How to Invest in Augmented and Virtual Reality

How to Invest in Augmented and Virtual Reality
November 17, 2016

Tim Merel, founder and CEO of Eyetouch Reality and Digi-Capital in Menlo Park, California, points to how consumer computing platforms roll into the industry like ocean waves. Just like a surfer learning to read the latest set, it's also about knowing when the next wave is breaking.


Disruptions to the tech marketplace came first with the advent of computers, then the internet, followed more recently with mobile. He calls virtual reality, augmented reality and mixed reality -- the blending of both -- the fourth wave.


While virtual reality or VR, could be big, Merel and other experts say augmented reality, or AR, and mixed reality will likely be bigger as more businesses start to invest in more immersive technology that will likely take longer to be adopted.


Chris Curran, chief technologist at PricewaterhouseCoopers in Dallas, says according to his company's 2016 Global Digital IQ Survey (which included more than 2,000 IT and business leaders from 51 countries), 10 percent are making substantial investments in augmented reality and 7 percent in virtual reality.


That investment will likely jump in the next three years to 24 percent in augmented reality and 15 percent virtual reality, Curran says.


"There are number of people who are in the tech industry who see those two things, AR and VR colliding, converging into one kind of device that can do both," says Cosmo Scharf, co-founder of VRLA, a massive virtual and augmented reality expo in Los Angeles.


Scharf says virtual reality, at its most basic form, is about connecting with people on a deeper technological level.


"Think of all the applications you use on your laptop and your smartphone," he says.


The majority are used as different mediums to connect to other people, whether it's sharing photos or videos on Instagram and Facebook, or sending a text message, he says.


"They are different ways of expressing yourself and sharing that with another person, your friends or the world," Scharf says. "That's where VR is heading but on much more profound way because it's immersive by its nature and you feel like you are inside of wherever you want to be. What that means for social applications is huge. We don't quite know what that will look like but those kinds of use cases will be very important."
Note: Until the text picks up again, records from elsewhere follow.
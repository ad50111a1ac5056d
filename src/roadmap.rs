use std::cmp::Reverse;
use std::collections::{BinaryHeap, HashMap};
use std::fs;

use ordered_float::OrderedFloat;
use serde::{Deserialize, Serialize};

use crate::error::{SolverError, SolverResult};

/// Index of a vertex in a [`Roadmap`].
#[derive(Debug, Clone, Copy, PartialEq, Eq, PartialOrd, Ord, Hash, Serialize, Deserialize)]
pub struct VertexId(pub usize);

#[derive(Debug, Clone, Copy, PartialEq)]
pub struct Point {
    pub x: f64,
    pub y: f64,
}

impl Point {
    pub fn distance(&self, other: &Point) -> f64 {
        ((self.x - other.x).powi(2) + (self.y - other.y).powi(2)).sqrt()
    }
}

#[derive(Debug, Clone, Copy)]
struct Edge {
    to: VertexId,
    duration: f64,
}

/// The weighted, undirected roadmap graph. Vertices carry
/// 2-D coordinates; edge durations are Euclidean distance at unit speed.
/// Immutable after construction: may be shared across runs.
#[derive(Debug, Clone)]
pub struct Roadmap {
    coords: Vec<Point>,
    /// Outgoing neighbors per vertex, kept sorted by destination id. This
    /// ordering is the stable tie-break key used by SIPP.
    adjacency: Vec<Vec<Edge>>,
    heuristic_cache: HashMap<VertexId, Vec<f64>>,
}

impl Roadmap {
    pub fn new(coords: Vec<Point>) -> Self {
        Roadmap {
            adjacency: vec![Vec::new(); coords.len()],
            coords,
            heuristic_cache: HashMap::new(),
        }
    }

    pub fn num_vertices(&self) -> usize {
        self.coords.len()
    }

    pub fn contains(&self, v: VertexId) -> bool {
        v.0 < self.coords.len()
    }

    pub fn coord(&self, v: VertexId) -> Point {
        self.coords[v.0]
    }

    /// Adds an undirected edge. No two vertices may coincide.
    pub fn add_edge(&mut self, a: VertexId, b: VertexId) -> SolverResult<()> {
        if a.0 >= self.coords.len() || b.0 >= self.coords.len() {
            return Err(SolverError::InvalidInput(format!(
                "edge references out-of-range vertex ({a:?}, {b:?})"
            )));
        }
        if self.coords[a.0].x == self.coords[b.0].x && self.coords[a.0].y == self.coords[b.0].y {
            return Err(SolverError::InvalidInput(format!(
                "vertices {a:?} and {b:?} coincide"
            )));
        }
        let duration = self.coord(a).distance(&self.coord(b));
        self.adjacency[a.0].push(Edge { to: b, duration });
        self.adjacency[b.0].push(Edge { to: a, duration });
        self.adjacency[a.0].sort_by_key(|e| e.to);
        self.adjacency[b.0].sort_by_key(|e| e.to);
        Ok(())
    }

    /// Outgoing neighbors in stable tie-break order.
    pub fn neighbors(&self, v: VertexId) -> impl Iterator<Item = VertexId> + '_ {
        self.adjacency[v.0].iter().map(|e| e.to)
    }

    pub fn duration(&self, u: VertexId, v: VertexId) -> Option<f64> {
        if u == v {
            return None;
        }
        self.adjacency[u.0]
            .iter()
            .find(|e| e.to == v)
            .map(|e| e.duration)
    }

    pub fn degree(&self, v: VertexId) -> usize {
        self.adjacency[v.0].len()
    }

    /// Straight-line (always admissible, since edges are straight-line
    /// distances) lower bound from `from` to `goal`.
    pub fn straight_line_heuristic(&self, from: VertexId, goal: VertexId) -> f64 {
        self.coord(from).distance(&self.coord(goal))
    }

    /// Precomputes a reverse-Dijkstra shortest-path table from `goal` to
    /// every vertex, so [`Roadmap::heuristic`] returns the graph-shortest
    /// path distance instead of the (also admissible, but weaker)
    /// straight-line bound. Cached per goal.
    pub fn precompute_heuristic(&mut self, goal: VertexId) {
        if self.heuristic_cache.contains_key(&goal) {
            return;
        }
        let mut dist = vec![f64::INFINITY; self.coords.len()];
        dist[goal.0] = 0.0;
        let mut heap = BinaryHeap::new();
        heap.push(Reverse((OrderedFloat(0.0), goal)));

        while let Some(Reverse((OrderedFloat(d), v))) = heap.pop() {
            if d > dist[v.0] {
                continue;
            }
            for edge in &self.adjacency[v.0] {
                let next = d + edge.duration;
                if next < dist[edge.to.0] {
                    dist[edge.to.0] = next;
                    heap.push(Reverse((OrderedFloat(next), edge.to)));
                }
            }
        }

        self.heuristic_cache.insert(goal, dist);
    }

    /// Admissible lower bound on remaining cost from `from` to `goal`.
    /// Uses the precomputed reverse-Dijkstra table when available, else
    /// falls back to the straight-line distance.
    pub fn heuristic(&self, from: VertexId, goal: VertexId) -> f64 {
        match self.heuristic_cache.get(&goal) {
            Some(table) => table[from.0],
            None => self.straight_line_heuristic(from, goal),
        }
    }

    pub fn validate_vertex(&self, v: VertexId) -> SolverResult<()> {
        if !self.contains(v) {
            return Err(SolverError::InvalidInput(format!(
                "vertex {v:?} absent from roadmap"
            )));
        }
        Ok(())
    }

    /// Loads a roadmap from the small vertex/edge XML format used by this
    /// problem family: `<graph><vertex id=".." x=".." y=".." /><edge
    /// u=".." v=".." /></graph>`, following the plain one-struct-per-tag
    /// convention `quick-xml`'s serde integration expects.
    pub fn load(path: &std::path::Path) -> SolverResult<Roadmap> {
        let text = fs::read_to_string(path)
            .map_err(|e| SolverError::InvalidInput(format!("reading roadmap file {path:?}: {e}")))?;
        let xml: RoadmapXml = quick_xml::de::from_str(&text)
            .map_err(|e| SolverError::InvalidInput(format!("parsing roadmap XML {path:?}: {e}")))?;

        let coords = xml.vertex.iter().map(|v| Point { x: v.x, y: v.y }).collect();
        let mut roadmap = Roadmap::new(coords);
        for edge in &xml.edge {
            roadmap.add_edge(VertexId(edge.u), VertexId(edge.v))?;
        }
        Ok(roadmap)
    }
}

#[derive(Debug, Deserialize)]
struct RoadmapXml {
    #[serde(default, rename = "vertex")]
    vertex: Vec<VertexXml>,
    #[serde(default, rename = "edge")]
    edge: Vec<EdgeXml>,
}

#[derive(Debug, Deserialize)]
struct VertexXml {
    #[serde(rename = "@id")]
    #[allow(dead_code)]
    id: usize,
    #[serde(rename = "@x")]
    x: f64,
    #[serde(rename = "@y")]
    y: f64,
}

#[derive(Debug, Deserialize)]
struct EdgeXml {
    #[serde(rename = "@u")]
    u: usize,
    #[serde(rename = "@v")]
    v: usize,
}

#[cfg(test)]
mod tests {
    use super::*;

    fn line_graph() -> Roadmap {
        // 0 -- 1 -- 2, unit-length edges.
        let mut rm = Roadmap::new(vec![
            Point { x: 0.0, y: 0.0 },
            Point { x: 1.0, y: 0.0 },
            Point { x: 2.0, y: 0.0 },
        ]);
        rm.add_edge(VertexId(0), VertexId(1)).unwrap();
        rm.add_edge(VertexId(1), VertexId(2)).unwrap();
        rm
    }

    #[test]
    fn edge_duration_is_euclidean_distance() {
        let rm = line_graph();
        assert_eq!(rm.duration(VertexId(0), VertexId(1)), Some(1.0));
        assert_eq!(rm.duration(VertexId(0), VertexId(2)), None);
    }

    #[test]
    fn reverse_dijkstra_matches_straight_line_on_a_line_graph() {
        let mut rm = line_graph();
        rm.precompute_heuristic(VertexId(2));
        assert_eq!(rm.heuristic(VertexId(0), VertexId(2)), 2.0);
        assert_eq!(
            rm.heuristic(VertexId(0), VertexId(2)),
            rm.straight_line_heuristic(VertexId(0), VertexId(2))
        );
    }

    #[test]
    fn rejects_coincident_vertices() {
        let mut rm = Roadmap::new(vec![Point { x: 0.0, y: 0.0 }, Point { x: 0.0, y: 0.0 }]);
        assert!(rm.add_edge(VertexId(0), VertexId(1)).is_err());
    }

    #[test]
    fn neighbors_are_sorted_for_stable_tie_break() {
        let mut rm = Roadmap::new(vec![
            Point { x: 0.0, y: 0.0 },
            Point { x: 1.0, y: 0.0 },
            Point { x: -1.0, y: 0.0 },
        ]);
        rm.add_edge(VertexId(0), VertexId(1)).unwrap();
        rm.add_edge(VertexId(0), VertexId(2)).unwrap();
        let ns: Vec<_> = rm.neighbors(VertexId(0)).collect();
        assert_eq!(ns, vec![VertexId(1), VertexId(2)]);
    }
}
The business landscape. While VR is mostly focused on the entertainment industry -- think games, videos and theme parks -- some businesses are using it for training and education. That can translate into more hands-on corporate education.


Curran recently worked with an insurance company that was trying to educate conference attendees about what risks they would cover with their insurance. PwC built a virtual reality app that walked prospective customers through a virtual cityscape, where participants could enter buildings, and how much commercial insurance would cost, depending on how tall a building is, the materials it is made of, the type of pedestrian traffic around the building and other factors, Curran says. He suggests investors look at companies such as Samsung Electronics Co. and Sony Corp. (ticker: SNE) that are using gaming platforms for other purposes.


Whereas augmented reality, the blending of the physical and virtual worlds, involves more sensor-based data, such as a factory laying sensors on top of machines, or using AR to help someone drive a truck or navigate an oil field.


"Augmented reality is a more fragmented market in terms of companies building Google Glass and other display technologies," Curran says, pointing to the 2010 release of the London Tube app that first mapped subways in London by overlaying points of interest for iPhone users.


As companies move into this direction, it means bringing more real-time data to the person working with the device to help other employees at the point of need, Curran says.


One example is having a manager walk around with a hands-free device on an industrial floor that sees red, yellow and green on various conveyor belts, and then trouble shoot to high priority red zones. Or it may mean a gas company in New Orleans visualizing a 3D cross section of the Earth with multiple people in the same room working to collaborate, Curran says.